Mumbai: Shares failed to maintain the initial firmness on the Bombay Stock Exchange
(BSE) in Mumbai on January 2 and met with heavy selling pressure from Foreign
Institutional Investors (FIIs) and fell sharply towards the fag end, pushing down the
SENSEX by 25.06 points to close at 3365.06.
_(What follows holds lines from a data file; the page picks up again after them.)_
//! Error taxonomy for the send paths.
//!
//! Daemon-side errors live in `whaletalk-docker`; registry-level failures
//! (unknown account) are logged no-ops by design and carry no type here.

use thiserror::Error;

/// Errors writing input to a container's console.
#[derive(Debug, Error)]
pub enum SendError {
    /// The container was created without stdin; it is presence-only.
    #[error("container not interactive: {name}")]
    NotInteractive { name: String },

    /// The container is registered but no attach has completed yet, so
    /// there is no input endpoint to write to.
    #[error("container not attached: {name}")]
    NotAttached { name: String },

    /// The transport accepted fewer bytes than requested.
    #[error("short write to {name}: {written} of {expected} bytes")]
    PartialWrite {
        name: String,
        written: usize,
        expected: usize,
    },

    /// Underlying transport failure.
    #[error("stdin write failed: {0}")]
    Io(#[from] std::io::Error),
}

/// Errors sending an outgoing message through an account.
#[derive(Debug, Error)]
pub enum OutgoingError {
    /// No live container session with that name.
    #[error("unknown recipient: {0}")]
    UnknownRecipient(String),

    /// The recipient exists but the write failed.
    #[error(transparent)]
    Send(#[from] SendError),
}
//! Whaletalk Docker - the container daemon seam.
//!
//! This crate defines the `ContainerDaemon` trait the bridge consumes
//! (list, inspect, event subscription, streaming attach) and implements it
//! against the Docker Engine API via `bollard`.
//!
//! The bridge only ever sees the trait; tests substitute an in-memory
//! daemon.

pub mod daemon;
pub mod docker;

pub use daemon::{
    AttachKeepalive, AttachStreams, ContainerDaemon, DaemonError, EventStream,
};
pub use docker::DockerDaemon;
//! The reachable-account registry.
//!
//! An explicit process-level object rather than an ambient global: the
//! host embedding the bridge constructs one registry, injects the daemon
//! connector, and addresses accounts through opaque handles. Once an
//! account is logged out it leaves the registry and no further dispatch
//! can reach it.

use std::collections::HashMap;
use std::sync::{Arc, RwLock};

use tracing::{debug, warn};

use whaletalk_core::{AccountHandle, HostRuntime};

use crate::account::{AccountSession, DaemonConnector};

/// Bridge-wide configuration.
#[derive(Debug, Clone)]
pub struct BridgeConfig {
    /// Buddy group containers are listed under.
    pub group: String,
}

impl Default for BridgeConfig {
    fn default() -> Self {
        Self {
            group: "containers".to_string(),
        }
    }
}

/// All accounts currently reachable by the host.
pub struct AccountRegistry {
    accounts: RwLock<HashMap<AccountHandle, Arc<AccountSession>>>,
    connector: DaemonConnector,
    config: BridgeConfig,
}

impl AccountRegistry {
    pub fn new(connector: DaemonConnector, config: BridgeConfig) -> Self {
        Self {
            accounts: RwLock::new(HashMap::new()),
            connector,
            config,
        }
    }

    /// Logs an account in, creating its session on first sight. A handle
    /// that is already logged in gets its existing session back.
    pub async fn login(&self, handle: AccountHandle) -> Arc<AccountSession> {
        let session = {
            let mut accounts = self.write_accounts();
            if let Some(existing) = accounts.get(&handle) {
                debug!(account = %handle, "already logged in");
                return Arc::clone(existing);
            }
            let session = AccountSession::new(
                handle,
                Arc::clone(&self.connector),
                self.config.group.clone(),
            );
            accounts.insert(handle, Arc::clone(&session));
            session
        };

        session.login().await;
        session
    }

    /// Removes the account and ends its lifetime. Unknown handles are
    /// logged and ignored.
    pub fn logout(&self, handle: AccountHandle) {
        let removed = self.write_accounts().remove(&handle);
        match removed {
            Some(session) => session.logout(),
            None => warn!(account = %handle, "cannot close unknown account"),
        }
    }

    /// Drains the account's deferred call queue on the caller's (host)
    /// thread. Unknown handles are logged and drain nothing.
    pub fn pump(&self, handle: AccountHandle, host: &mut dyn HostRuntime) -> usize {
        match self.get(handle) {
            Some(session) => session.pump(host),
            None => {
                warn!(account = %handle, "cannot run deferred calls for unknown account");
                0
            }
        }
    }

    /// Sends an outgoing message, returning the byte count of `text` on
    /// success and the zero-length sentinel on any failure.
    pub async fn send_outgoing(&self, handle: AccountHandle, to: &str, text: &str) -> usize {
        let Some(session) = self.get(handle) else {
            warn!(account = %handle, "cannot send for unknown account");
            return 0;
        };
        match session.send_outgoing(to, text).await {
            Ok(_) => text.len(),
            Err(err) => {
                warn!(account = %handle, recipient = %to, error = %err, "cannot send message");
                0
            }
        }
    }

    /// Looks up a live account session.
    pub fn get(&self, handle: AccountHandle) -> Option<Arc<AccountSession>> {
        match self.accounts.read() {
            Ok(guard) => guard.get(&handle).cloned(),
            Err(poisoned) => poisoned.into_inner().get(&handle).cloned(),
        }
    }

    /// Number of reachable accounts.
    pub fn len(&self) -> usize {
        match self.accounts.read() {
            Ok(guard) => guard.len(),
            Err(poisoned) => poisoned.into_inner().len(),
        }
    }

    pub fn is_empty(&self) -> bool {
        self.len() == 0
    }

    fn write_accounts(
        &self,
    ) -> std::sync::RwLockWriteGuard<'_, HashMap<AccountHandle, Arc<AccountSession>>> {
        match self.accounts.write() {
            Ok(guard) => guard,
            Err(poisoned) => poisoned.into_inner(),
        }
    }
}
FIIs, who reportedly sold shares worth Rs 40 crore on first two days of the week,
continued to press heavy sales in select IT counters and old-economy
heavyweights.
Heavy offloading in index-based counters like Infosys Tech, Satyam Computer, RIL,
HLL, HPCL, L&T, Telco, Tisco, ICICI Bank, HCL Techno and Bajaj Auto weighed on the
SENSEX.
The BSE-30 share sensitive index opened better at 3099.72 and crossed 3400-mark to
the day's high at 3407.24.
However, higher levels attracted profit taking at the fag end that pulled down the
SENSEX to a low of 3363.11 before concluding at 3365.06 as against yesterday's close
of 3390.12, a fall of 0.74 per cent.
The broad-based BSE-100 index also dropped by 7.16 points to end at 1665.33 from
previous close of 1672.49.
However, oil majors like BPCL, ONGC and IOC attracted good buying enquiries and
closed with smart gains, but HPCL turned weak on fresh bouts of selling.
Polaris Software suffered a sharp setback on large-scale offerings by a leading
foreign bank and ended sharply down by 10.90 per cent, a dealer said.
Contrary to general weak trend, media giant Zee Telefilm and banking major SBI were
in keen demand notching up gains, but were not able to stem the SENSEX fall.